Fig. 1: In steady state, periods of transcriptional activity (ON) are interrupted by periods of inactivity (OFF).

a Graph for the kinetic proofreading of activator identity¹⁰. The promoter is depicted as a box, the bound transcriptional activator by a black triangle, a repressor (e.g., nucleosome) whose removal (delay step) is required for transcription by a gray dot. Arrows (directed edges) indicate allowed transitions between microstates. Different arrow lengths indicate that clockwise transitions are statistically preferred over counterclockwise transitions due to the transfer of free energy to the system in the transition from repressed to derepressed promoter in the presence (but not absence) of the activator and its dissipation upon return to the repressed state. b Scheme of the modified PHO5 gene (top) and chromophore gene (bottom).
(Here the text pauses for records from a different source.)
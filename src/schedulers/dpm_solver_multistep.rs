// Copyright 2022-2023 pyke.io
//
// Licensed under the Apache License, Version 2.0 (the "License");
// you may not use this file except in compliance with the License.
// You may obtain a copy of the License at
//
// 	http://www.apache.org/licenses/LICENSE-2.0
//
// Unless required by applicable law or agreed to in writing, software
// distributed under the License is distributed on an "AS IS" BASIS,
// WITHOUT WARRANTIES OR CONDITIONS OF ANY KIND, either express or implied.
// See the License for the specific language governing permissions and
// limitations under the License.

use anyhow::Context;
use ndarray::{Array1, Array4, ArrayView4};
use rand::Rng;

use super::{alphas_cumprod, build_betas, BetaSchedule, DiffusionScheduler, SchedulerOptimizedDefaults, SchedulerPredictionType, SchedulerStepOutput};

/// The algorithm type for the solver.
///
/// We recommend to use `DPMSolverPlusPlus` with `solver_order: 2` for guided sampling (e.g. Stable
/// Diffusion).
#[derive(Default, Debug, Clone, PartialEq, Eq)]
pub enum DPMSolverAlgorithmType {
	/// Implements the algorithms defined in <https://arxiv.org/abs/2211.01095>.
	#[default]
	DPMSolverPlusPlus,
	/// Implements the algorithms defined in <https://arxiv.org/abs/2206.00927>.
	DPMSolver
}

/// The solver type for the second-order solver. The solver type slightly affects the sample
/// quality, especially with a small number of steps. We empirically find that `Midpoint` solvers
/// produce slightly better output.
#[derive(Default, Debug, Clone, PartialEq, Eq)]
#[allow(missing_docs)]
pub enum DPMSolverType {
	#[default]
	Midpoint,
	Heun
}

/// Additional configuration for the [`DPMSolverMultistepScheduler`].
#[derive(Debug, Clone)]
pub struct DPMSolverMultistepSchedulerConfig {
	/// The order of DPM-Solver; can be `1`, `2`, or `3`. We recommend `solver_order: 2` for guided
	/// sampling, and `solver_order: 3` for unconditional sampling.
	pub solver_order: usize,
	/// The algorithm type for the solver, see [`DPMSolverAlgorithmType`].
	pub algorithm_type: DPMSolverAlgorithmType,
	/// The solver type for the second-order solver, see [`DPMSolverType`].
	pub solver_type: DPMSolverType,
	/// Whether to use lower-order solvers in the final steps. Only active for < 15 inference steps.
	/// We empirically find this can stabilize sampling for `steps < 15`, especially `steps <= 10`.
	pub lower_order_final: bool
}

impl Default for DPMSolverMultistepSchedulerConfig {
	fn default() -> Self {
		Self {
			solver_order: 2,
			algorithm_type: DPMSolverAlgorithmType::DPMSolverPlusPlus,
			solver_type: DPMSolverType::Midpoint,
			lower_order_final: true
		}
	}
}

/// [DPM-Solver][dpm] (and the improved version [DPM-Solver++][dpm++]) is a fast dedicated
/// high-order solver for diffusion ODEs with the convergence order guarantee. Empirically, sampling
/// with only 20 steps can generate very high-quality samples, and quite good samples in as few as
/// 10 steps.
///
/// [dpm]: https://arxiv.org/abs/2206.00927
/// [dpm++]: https://arxiv.org/abs/2211.01095
#[derive(Clone)]
pub struct DPMSolverMultistepScheduler {
	alphas_cumprod: Array1<f32>,
	alpha_t: Array1<f32>,
	sigma_t: Array1<f32>,
	lambda_t: Array1<f32>,
	init_noise_sigma: f32,
	timesteps: Array1<f32>,
	num_train_timesteps: usize,
	num_inference_steps: Option<usize>,
	config: DPMSolverMultistepSchedulerConfig,
	prediction_type: SchedulerPredictionType,
	model_outputs: Vec<Option<Array4<f32>>>,
	lower_order_nums: usize
}

impl Default for DPMSolverMultistepScheduler {
	fn default() -> Self {
		Self::new(1000, 0.0001, 0.02, &BetaSchedule::Linear, &SchedulerPredictionType::Epsilon, None).unwrap()
	}
}

impl DPMSolverMultistepScheduler {
	/// Creates a new instance of the scheduler.
	///
	/// # Parameters
	/// - **`num_train_timesteps`**: number of diffusion steps used to train the model.
	/// - **`beta_start`**: the starting `beta` value of inference.
	/// - **`beta_end`**: the final `beta` value.
	/// - **`beta_schedule`**: the beta schedule, a mapping from a beta range to a sequence of betas
	///   for stepping the model; see [`BetaSchedule`]
	/// - **`prediction_type`**: the output prediction type; see [`SchedulerPredictionType`]
	///
	/// # Errors
	/// Errors if the train timestep count or beta range is degenerate (a zero train
	/// timestep count, a non-normal or inverted beta range), or if `solver_order` is not 1, 2, or 3.
	pub fn new(
		num_train_timesteps: usize,
		beta_start: f32,
		beta_end: f32,
		beta_schedule: &BetaSchedule,
		prediction_type: &SchedulerPredictionType,
		config: Option<DPMSolverMultistepSchedulerConfig>
	) -> anyhow::Result<Self> {
		let config = config.unwrap_or_default();
		if !(1..=3).contains(&config.solver_order) {
			anyhow::bail!("solver_order ({}) must be 1, 2, or 3", config.solver_order);
		}

		let betas = build_betas(num_train_timesteps, beta_start, beta_end, beta_schedule)?;
		let alphas_cumprod = alphas_cumprod(&betas);

		let alpha_t = alphas_cumprod.map(|f| f.sqrt());
		let sigma_t = alphas_cumprod.map(|f| (1.0 - f).sqrt());
		let lambda_t = alpha_t.map(|f| f.ln()) - sigma_t.map(|f| f.ln());

		let timesteps = Array1::linspace(num_train_timesteps as f32 - 1.0, 0.0, num_train_timesteps).map(|f| f.round());

		Ok(Self {
			alphas_cumprod,
			alpha_t,
			sigma_t,
			lambda_t,
			init_noise_sigma: 1.0,
			timesteps,
			num_inference_steps: None,
			num_train_timesteps,
			prediction_type: *prediction_type,
			model_outputs: vec![None; config.solver_order],
			lower_order_nums: 0,
			config
		})
	}

	/// Converts the model output to the type the algorithm integrates: the predicted data (`x_0`)
	/// for DPM-Solver++, the predicted noise for DPM-Solver.
	fn convert_model_output(&self, model_output: ArrayView4<'_, f32>, timestep: usize, sample: ArrayView4<'_, f32>) -> Array4<f32> {
		let (alpha_t, sigma_t) = (self.alpha_t[timestep], self.sigma_t[timestep]);
		match self.config.algorithm_type {
			DPMSolverAlgorithmType::DPMSolverPlusPlus => match self.prediction_type {
				SchedulerPredictionType::Epsilon => (&sample - sigma_t * &model_output) / alpha_t,
				SchedulerPredictionType::Sample => model_output.to_owned(),
				SchedulerPredictionType::VPrediction => alpha_t * &sample - sigma_t * &model_output
			},
			DPMSolverAlgorithmType::DPMSolver => match self.prediction_type {
				SchedulerPredictionType::Epsilon => model_output.to_owned(),
				SchedulerPredictionType::Sample => (&sample - alpha_t * &model_output) / sigma_t,
				SchedulerPredictionType::VPrediction => alpha_t * &model_output + sigma_t * &sample
			}
		}
	}

	fn first_order_update(&self, model_output: &Array4<f32>, timestep: usize, prev_timestep: usize, sample: ArrayView4<'_, f32>) -> Array4<f32> {
		let (lambda_t, lambda_s) = (self.lambda_t[prev_timestep], self.lambda_t[timestep]);
		let (alpha_t, alpha_s) = (self.alpha_t[prev_timestep], self.alpha_t[timestep]);
		let (sigma_t, sigma_s) = (self.sigma_t[prev_timestep], self.sigma_t[timestep]);
		let h = lambda_t - lambda_s;
		match self.config.algorithm_type {
			DPMSolverAlgorithmType::DPMSolverPlusPlus => (sigma_t / sigma_s) * &sample - (alpha_t * (-h).exp_m1()) * model_output,
			DPMSolverAlgorithmType::DPMSolver => (alpha_t / alpha_s) * &sample - (sigma_t * h.exp_m1()) * model_output
		}
	}

	fn second_order_update(&self, timestep_list: [usize; 2], prev_timestep: usize, sample: ArrayView4<'_, f32>) -> Array4<f32> {
		let (t, s0, s1) = (prev_timestep, timestep_list[1], timestep_list[0]);
		let (m0, m1) = (
			self.model_outputs[self.model_outputs.len() - 1].as_ref().unwrap(),
			self.model_outputs[self.model_outputs.len() - 2].as_ref().unwrap()
		);
		let (lambda_t, lambda_s0, lambda_s1) = (self.lambda_t[t], self.lambda_t[s0], self.lambda_t[s1]);
		let (alpha_t, alpha_s0) = (self.alpha_t[t], self.alpha_t[s0]);
		let (sigma_t, sigma_s0) = (self.sigma_t[t], self.sigma_t[s0]);
		let (h, h_0) = (lambda_t - lambda_s0, lambda_s0 - lambda_s1);
		let r0 = h_0 / h;
		let (d0, d1) = (m0, (1.0 / r0) * (m0 - m1));
		match self.config.algorithm_type {
			DPMSolverAlgorithmType::DPMSolverPlusPlus => match self.config.solver_type {
				DPMSolverType::Midpoint => {
					(sigma_t / sigma_s0) * &sample - (alpha_t * (-h).exp_m1()) * d0 - 0.5 * (alpha_t * (-h).exp_m1()) * &d1
				}
				DPMSolverType::Heun => {
					(sigma_t / sigma_s0) * &sample - (alpha_t * (-h).exp_m1()) * d0 + (alpha_t * ((-h).exp_m1() / h + 1.0)) * &d1
				}
			},
			DPMSolverAlgorithmType::DPMSolver => match self.config.solver_type {
				DPMSolverType::Midpoint => (alpha_t / alpha_s0) * &sample - (sigma_t * h.exp_m1()) * d0 - 0.5 * (sigma_t * h.exp_m1()) * &d1,
				DPMSolverType::Heun => {
					(alpha_t / alpha_s0) * &sample - (sigma_t * h.exp_m1()) * d0 - (sigma_t * (h.exp_m1() / h - 1.0)) * &d1
				}
			}
		}
	}

	fn third_order_update(&self, timestep_list: [usize; 3], prev_timestep: usize, sample: ArrayView4<'_, f32>) -> Array4<f32> {
		let (t, s0, s1, s2) = (prev_timestep, timestep_list[2], timestep_list[1], timestep_list[0]);
		let (m0, m1, m2) = (
			self.model_outputs[self.model_outputs.len() - 1].as_ref().unwrap(),
			self.model_outputs[self.model_outputs.len() - 2].as_ref().unwrap(),
			self.model_outputs[self.model_outputs.len() - 3].as_ref().unwrap()
		);
		let (lambda_t, lambda_s0, lambda_s1, lambda_s2) = (self.lambda_t[t], self.lambda_t[s0], self.lambda_t[s1], self.lambda_t[s2]);
		let (alpha_t, alpha_s0) = (self.alpha_t[t], self.alpha_t[s0]);
		let (sigma_t, sigma_s0) = (self.sigma_t[t], self.sigma_t[s0]);
		let (h, h_0, h_1) = (lambda_t - lambda_s0, lambda_s0 - lambda_s1, lambda_s1 - lambda_s2);
		let (r0, r1) = (h_0 / h, h_1 / h);
		let d0 = m0;
		let (d1_0, d1_1) = ((1.0 / r0) * (m0 - m1), (1.0 / r1) * (m1 - m2));
		let d1 = &d1_0 + (r0 / (r0 + r1)) * (&d1_0 - &d1_1);
		let d2 = (1.0 / (r0 + r1)) * (d1_0 - d1_1);

		match self.config.algorithm_type {
			DPMSolverAlgorithmType::DPMSolverPlusPlus => {
				(sigma_t / sigma_s0) * &sample - (alpha_t * (-h).exp_m1()) * d0 + (alpha_t * ((-h).exp_m1() / h + 1.0)) * d1
					- (alpha_t * (((-h).exp_m1() + h) / h.powi(2) - 0.5)) * d2
			}
			DPMSolverAlgorithmType::DPMSolver => {
				(alpha_t / alpha_s0) * &sample - (sigma_t * h.exp_m1()) * d0 - (sigma_t * (h.exp_m1() / h - 1.0)) * d1
					- (sigma_t * ((h.exp_m1() - h) / h.powi(2) - 0.5)) * d2
			}
		}
	}
}

impl DiffusionScheduler for DPMSolverMultistepScheduler {
	fn scale_model_input(&mut self, sample: ArrayView4<'_, f32>, _: f32) -> Array4<f32> {
		sample.to_owned()
	}

	fn set_timesteps(&mut self, num_inference_steps: usize) {
		self.num_inference_steps = Some(num_inference_steps);
		self.timesteps = Array1::linspace(self.num_train_timesteps as f32 - 1.0, 0.0, num_inference_steps).map(|f| f.round());
		self.model_outputs = vec![None; self.config.solver_order];
		self.lower_order_nums = 0;
	}

	fn step<R: Rng + ?Sized>(&mut self, model_output: ArrayView4<'_, f32>, timestep: f32, sample: ArrayView4<'_, f32>, _: &mut R) -> SchedulerStepOutput {
		let step_index = self
			.timesteps
			.iter()
			.position(|&p| p == timestep)
			.with_context(|| format!("timestep out of this scheduler's bounds: {timestep}"))
			.unwrap();
		let timestep = timestep as usize;

		let prev_timestep = if step_index == self.timesteps.len() - 1 {
			0
		} else {
			self.timesteps[step_index + 1] as usize
		};
		let lower_order_final = (step_index == self.timesteps.len() - 1) && self.config.lower_order_final && self.timesteps.len() < 15;
		let lower_order_second = (step_index == self.timesteps.len() - 2) && self.config.lower_order_final && self.timesteps.len() < 15;

		let model_output = self.convert_model_output(model_output, timestep, sample);
		for i in 0..self.config.solver_order - 1 {
			self.model_outputs[i] = self.model_outputs[i + 1].take();
		}
		let m_len = self.model_outputs.len();
		self.model_outputs[m_len - 1] = Some(model_output.clone());

		let prev_sample = if self.config.solver_order == 1 || self.lower_order_nums < 1 || lower_order_final {
			self.first_order_update(&model_output, timestep, prev_timestep, sample)
		} else if self.config.solver_order == 2 || self.lower_order_nums < 2 || lower_order_second {
			let timestep_list = [self.timesteps[step_index - 1] as usize, timestep];
			self.second_order_update(timestep_list, prev_timestep, sample)
		} else {
			let timestep_list = [self.timesteps[step_index - 2] as usize, self.timesteps[step_index - 1] as usize, timestep];
			self.third_order_update(timestep_list, prev_timestep, sample)
		};

		if self.lower_order_nums < self.config.solver_order {
			self.lower_order_nums += 1;
		}

		SchedulerStepOutput {
			prev_sample,
			pred_original_sample: None
		}
	}

	fn add_noise(&mut self, original_samples: ArrayView4<'_, f32>, noise: ArrayView4<'_, f32>, timestep: f32) -> Array4<f32> {
		let timestep = timestep as usize;
		self.alphas_cumprod[timestep].sqrt() * &original_samples + (1.0 - self.alphas_cumprod[timestep]).sqrt() * &noise
	}

	fn timesteps(&self) -> ndarray::ArrayView1<'_, f32> {
		self.timesteps.view()
	}

	fn init_noise_sigma(&self) -> f32 {
		self.init_noise_sigma
	}

	fn len(&self) -> usize {
		self.num_train_timesteps
	}
}

impl SchedulerOptimizedDefaults for DPMSolverMultistepScheduler {
	fn stable_diffusion_v1_optimized_default() -> anyhow::Result<Self>
	where
		Self: Sized
	{
		Self::new(1000, 0.00085, 0.012, &BetaSchedule::ScaledLinear, &SchedulerPredictionType::Epsilon, Some(DPMSolverMultistepSchedulerConfig::default()))
	}
}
PHO5 contained a tetradecamer of the binding sequence for the PP7 coat protein (PCP). PCP was expressed as a fusion with a green fluorescent protein (GFP) with nuclear localization signal (NLS) under the control of the RPS2 promoter (bottom). The cartoon of budding cells (in gray) shows that nuclear GFP is concentrated at the site of PHO5 transcription. c Left panel column: Examples of single-cell fluorescence time series for wild type, isw2\(\Delta\), chd1\(\Delta\), and pho4\(\Delta\)[75–90]. Right panel column: Each box contains 100 binary time series obtained from change point detection analysis of fluorescent time series and ordered in the sequence of increasing time between the beginning of the observational time window and the onset of the first ON period. Horizontal black lines indicate the length of ON periods, white lines the length of OFF periods, which often spanned the entire width of the observational time window.